March 17, 2021
WATSON: YOU GET OUT OF HERE BEFORE I KNOCK YOU OUT! I WILL SLAP YOU INTO A PAST LIFE!! I WILL TAKE YOUR LUNCH MONEY AND BUY YOUR GIRLFRIEND A HEALTHY SNACK!!!
ME: WATSON!!
WATSON: what?
ME: What the hell are you yelling about?
WATSON: I’m protecting the house.
ME: From what?
WATSON: From the dogs in the neighborhood and any intruder who comes along. But, specifically, this one dog—who isn’t here anymore, but he was just here a minute ago—who came walking right up to the glass! I was like, “DUDE!”
Then, I showed him what’s what, when I gave him what for.
ME: You told him off, did you?
WATSON: We had words, you could say, yeah.
(Pause)
ME: You were talking to yourself.
WATSON: Sometimes it feels like that, doesn’t it?
ME: No, I mean, you were literally talking to yourself.

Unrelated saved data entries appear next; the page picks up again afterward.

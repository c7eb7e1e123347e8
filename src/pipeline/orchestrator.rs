//! Pipeline orchestrator - drives one session over a run plan
//!
//! Items are processed strictly in plan order, one at a time:
//! existence check → fetch → extract → parse → convert → write.
//! Item-level failures are recorded and the session moves on; only the
//! circuit breaker, a shutdown request or publishing end it early or
//! critically.

use crate::archive::{ArchiveExtractor, ArchiveKind, ArchiveRequest};
use crate::config::Config;
use crate::convert::{to_program_csv, to_results_csv, ConvertError, CsvTable};
use crate::fetch::{CircuitBreaker, CircuitState, FetchError, RateLimitedFetcher, TokioSleeper};
use crate::parse::{parse_program, parse_results, ParseError, ParsedFile};
use crate::pipeline::plan::{RunPlan, WorkItem};
use crate::pipeline::session::{
    ConversionSession, ItemReport, PublishStatus, SessionOutcome, Stage,
};
use crate::pipeline::shutdown::SharedShutdown;
use crate::publish::{GitPublisher, NoopPublisher, PublishOutcome, Publisher};
use crate::record::{RaceProgramRecord, RaceResultRecord};
use crate::storage::{ArchiveStore, CsvFileStore};
use crate::PipelineError;
use chrono::NaiveDate;
use std::sync::Arc;
use std::time::Instant;
use url::Url;

/// Parsed contents of one archive
enum ParsedArchive {
    Results(ParsedFile<RaceResultRecord>),
    Programs(ParsedFile<RaceProgramRecord>),
}

impl ParsedArchive {
    fn parse(kind: ArchiveKind, text: &str, date: NaiveDate) -> Result<Self, ParseError> {
        match kind {
            ArchiveKind::Result => parse_results(text, date).map(Self::Results),
            ArchiveKind::Program => parse_program(text, date).map(Self::Programs),
        }
    }

    fn races_skipped(&self) -> usize {
        match self {
            Self::Results(parsed) => parsed.warnings.len(),
            Self::Programs(parsed) => parsed.warnings.len(),
        }
    }

    fn to_table(&self) -> Result<CsvTable, ConvertError> {
        match self {
            Self::Results(parsed) => to_results_csv(&parsed.records),
            Self::Programs(parsed) => to_program_csv(&parsed.records),
        }
    }
}

/// Main pipeline structure
pub struct Pipeline {
    base_url: Url,
    fetcher: RateLimitedFetcher,
    extractor: ArchiveExtractor,
    store: Arc<dyn ArchiveStore>,
    publisher: Arc<dyn Publisher>,
    breaker: CircuitBreaker,
    shutdown: SharedShutdown,
    dry_run: bool,
    force: bool,
    config_hash: Option<String>,
}

impl Pipeline {
    /// Creates a pipeline from its collaborators
    pub fn new(
        base_url: Url,
        fetcher: RateLimitedFetcher,
        store: Arc<dyn ArchiveStore>,
        publisher: Arc<dyn Publisher>,
        breaker: CircuitBreaker,
        shutdown: SharedShutdown,
    ) -> Self {
        Self {
            base_url,
            fetcher,
            extractor: ArchiveExtractor::new(),
            store,
            publisher,
            breaker,
            shutdown,
            dry_run: false,
            force: false,
            config_hash: None,
        }
    }

    /// Builds the production pipeline described by `config`
    ///
    /// # Arguments
    ///
    /// * `config` - Validated configuration
    /// * `shutdown` - Stop signal shared with the Ctrl-C handler and session timer
    ///
    /// # Returns
    ///
    /// * `Ok(Pipeline)` - Ready to run
    /// * `Err(PipelineError)` - The base URL or HTTP client could not be built
    pub fn from_config(config: &Config, shutdown: SharedShutdown) -> Result<Self, PipelineError> {
        let base_url = Url::parse(&config.source.base_url)?;
        let sleeper = Arc::new(TokioSleeper::new(shutdown.clone()));
        let fetcher = RateLimitedFetcher::from_config(&config.source, &config.fetch, sleeper)?;
        let store: Arc<dyn ArchiveStore> = Arc::new(CsvFileStore::new(&config.output.data_dir));
        let publisher: Arc<dyn Publisher> = if config.publish.enabled {
            Arc::new(GitPublisher::new(
                ".",
                config.publish.remote.clone(),
                config.publish.branch.clone(),
            ))
        } else {
            Arc::new(NoopPublisher)
        };

        Ok(Self::new(
            base_url,
            fetcher,
            store,
            publisher,
            CircuitBreaker::from_config(&config.circuit),
            shutdown,
        ))
    }

    /// Runs through conversion without writing or publishing
    pub fn with_dry_run(mut self, dry_run: bool) -> Self {
        self.dry_run = dry_run;
        self
    }

    /// Re-processes items whose CSV already exists
    pub fn with_force(mut self, force: bool) -> Self {
        self.force = force;
        self
    }

    pub fn with_config_hash(mut self, hash: impl Into<String>) -> Self {
        self.config_hash = Some(hash.into());
        self
    }

    pub fn circuit_state(&self) -> CircuitState {
        self.breaker.state()
    }

    /// Processes every item of `plan` and returns the finished session
    pub async fn run(&mut self, plan: &RunPlan) -> ConversionSession {
        let mut session = ConversionSession::new(plan, self.dry_run, self.force);
        session.config_hash = self.config_hash.clone();

        tracing::info!(
            event = "session_start",
            mode = %plan.mode(),
            start = %plan.start(),
            end = %plan.end(),
            items = plan.len(),
            dry_run = self.dry_run,
            force = self.force,
            "Starting session"
        );

        let mut outcome = SessionOutcome::Completed;
        let items = plan.items();
        for (index, item) in items.iter().enumerate() {
            if let Some(stop) = self.stop_outcome() {
                outcome = stop;
                self.skip_remaining(&mut session, &items[index..]);
                break;
            }
            self.process_item(&mut session, *item).await;
        }

        if outcome == SessionOutcome::Completed {
            if self.breaker.should_abort() {
                outcome = SessionOutcome::Aborted;
            } else if self.shutdown.is_requested() && session.not_attempted > 0 {
                outcome = SessionOutcome::Degraded;
            }
        }

        if !self.dry_run && outcome != SessionOutcome::Aborted {
            session.publish = self.publish(&session, plan).await;
        }

        session.finish(outcome);
        log_session_summary(&session);
        session
    }

    /// Why the session must stop before the next item, if it must
    fn stop_outcome(&self) -> Option<SessionOutcome> {
        if self.breaker.should_halt() {
            return Some(if self.breaker.should_abort() {
                SessionOutcome::Aborted
            } else {
                SessionOutcome::Degraded
            });
        }

        if let Some(reason) = self.shutdown.reason() {
            tracing::warn!(event = "session_stopped", reason = ?reason, "Stop requested");
            return Some(SessionOutcome::Degraded);
        }
        None
    }

    fn skip_remaining(&self, session: &mut ConversionSession, remaining: &[WorkItem]) {
        session.not_attempted += remaining.len();
        tracing::warn!(
            event = "items_not_attempted",
            count = remaining.len(),
            "Skipping remaining items"
        );
        for item in remaining {
            tracing::debug!(
                event = "item_skipped",
                date = %item.date,
                kind = %item.kind,
                reason = "not_attempted",
                "Item not attempted"
            );
        }
    }

    async fn process_item(&mut self, session: &mut ConversionSession, item: WorkItem) {
        let WorkItem { date, kind } = item;
        let started = Instant::now();

        if !self.dry_run && !self.force {
            match self.store.exists(date, kind) {
                Ok(true) => {
                    session.skipped_existing += 1;
                    let path = self.store.path_for(date, kind);
                    tracing::info!(
                        event = "item_skipped",
                        %date,
                        %kind,
                        reason = "exists",
                        path = %path.display(),
                        "CSV already exists"
                    );
                    return;
                }
                Ok(false) => {}
                Err(e) => {
                    record_failure(session, item, Stage::Store, e.to_string(), 0);
                    return;
                }
            }
        }

        let request = match ArchiveRequest::new(&self.base_url, date, kind) {
            Ok(request) => request,
            Err(e) => {
                record_failure(session, item, Stage::Fetch, e.to_string(), 0);
                return;
            }
        };

        let archive = match self.fetcher.fetch(&request, &mut self.breaker).await {
            Ok(archive) => archive,
            Err(FetchError::NotAvailable { status }) => {
                session.not_available += 1;
                tracing::info!(
                    event = "item_skipped",
                    %date,
                    %kind,
                    reason = "not_available",
                    status,
                    "Archive not published"
                );
                return;
            }
            Err(FetchError::Cancelled { attempts }) => {
                session.not_attempted += 1;
                tracing::info!(
                    event = "item_skipped",
                    %date,
                    %kind,
                    reason = "cancelled",
                    attempts,
                    "Fetch cancelled by shutdown"
                );
                return;
            }
            Err(e) => {
                let retries = e.attempts().saturating_sub(1);
                record_failure(session, item, Stage::Fetch, e.to_string(), retries);
                return;
            }
        };
        session.fetched += 1;

        let extracted = match self.extractor.extract(&archive.bytes) {
            Ok(extracted) => extracted,
            Err(e) => {
                record_failure(session, item, Stage::Extract, e.to_string(), 0);
                return;
            }
        };
        session.extracted += 1;
        if extracted.had_replacements {
            tracing::warn!(
                event = "decode_replacements",
                %date,
                %kind,
                entry = %extracted.entry_name,
                "Undecodable bytes replaced"
            );
        }

        let parsed = match ParsedArchive::parse(kind, &extracted.text, date) {
            Ok(parsed) => parsed,
            Err(e) => {
                record_failure(session, item, Stage::Parse, e.to_string(), 0);
                return;
            }
        };
        session.parsed += 1;
        session.races_skipped += parsed.races_skipped();

        let table = match parsed.to_table() {
            Ok(table) => table,
            Err(e) => {
                record_convert_failure(session, item, &e);
                return;
            }
        };
        let csv = match table.to_csv_string() {
            Ok(csv) => csv,
            Err(e) => {
                record_convert_failure(session, item, &e);
                return;
            }
        };
        session.converted += 1;

        let rows = table.row_count();
        if self.dry_run {
            tracing::info!(
                event = "item_completed",
                %date,
                %kind,
                rows,
                dry_run = true,
                duration_ms = started.elapsed().as_millis() as u64,
                "Converted (dry run, not written)"
            );
            session.record_completed(ItemReport {
                date,
                kind,
                rows,
                path: None,
            });
            return;
        }

        let path = match self.store.write(date, kind, &csv) {
            Ok(path) => path,
            Err(e) => {
                record_failure(session, item, Stage::Store, e.to_string(), 0);
                return;
            }
        };

        tracing::info!(
            event = "item_completed",
            %date,
            %kind,
            rows,
            path = %path.display(),
            attempts = archive.attempts,
            duration_ms = started.elapsed().as_millis() as u64,
            "Item completed"
        );
        session.record_completed(ItemReport {
            date,
            kind,
            rows,
            path: Some(path),
        });
    }

    async fn publish(&self, session: &ConversionSession, plan: &RunPlan) -> PublishStatus {
        let paths = session.written_paths();
        if paths.is_empty() {
            return PublishStatus::NotAttempted;
        }

        let message = format!("Update boatrace data: {}", plan.range_label());
        match self.publisher.publish(&paths, &message).await {
            Ok(PublishOutcome::Disabled) => PublishStatus::NotAttempted,
            Ok(PublishOutcome::Unchanged) => PublishStatus::Unchanged,
            Ok(PublishOutcome::Published { commit }) => PublishStatus::Published { commit },
            Err(e) => {
                tracing::error!(
                    event = "publish_failed",
                    error = %e,
                    files = paths.len(),
                    "Publishing failed"
                );
                PublishStatus::Failed(e.to_string())
            }
        }
    }
}

fn record_failure(
    session: &mut ConversionSession,
    item: WorkItem,
    stage: Stage,
    message: String,
    retry_count: u32,
) {
    tracing::warn!(
        event = "item_failed",
        date = %item.date,
        kind = %item.kind,
        %stage,
        retry_count,
        error = %message,
        "Item failed"
    );
    session.record_failure(item.date, item.kind, stage, message, retry_count);
}

/// Schema mismatches are logged at error level with a `contract_breach` marker
fn record_convert_failure(session: &mut ConversionSession, item: WorkItem, error: &ConvertError) {
    if !error.is_contract_breach() {
        record_failure(session, item, Stage::Convert, error.to_string(), 0);
        return;
    }

    tracing::error!(
        event = "item_failed",
        date = %item.date,
        kind = %item.kind,
        stage = %Stage::Convert,
        contract_breach = true,
        error = %error,
        "Converted rows do not match the CSV schema"
    );
    session.record_failure(item.date, item.kind, Stage::Convert, error.to_string(), 0);
}

fn log_session_summary(session: &ConversionSession) {
    tracing::info!(
        event = "session_summary",
        outcome = %session.outcome,
        exit_code = session.exit_code(),
        planned = session.planned,
        fetched = session.fetched,
        extracted = session.extracted,
        parsed = session.parsed,
        converted = session.converted,
        written = session.written,
        skipped_existing = session.skipped_existing,
        not_available = session.not_available,
        failed = session.failed,
        not_attempted = session.not_attempted,
        races_skipped = session.races_skipped,
        rows = session.rows,
        duration_secs = session.duration_secs().unwrap_or_default(),
        "Session finished"
    );
}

Your reflection. The glass door is closed; no one was listening.
WATSON: Closed, you say??
ME: Yes, and you know it was. Would you like me to open it so you can repeat your warning to the other dogs and would-be intruders out there?
WATSON: No, I’m good. I’m due on the end of the couch in, like, five minutes, anyway.
(Pause)
ME: Did you say, “I’ll buy your girlfriend a healthy snack”?
WATSON: I think I must have blacked out right before that.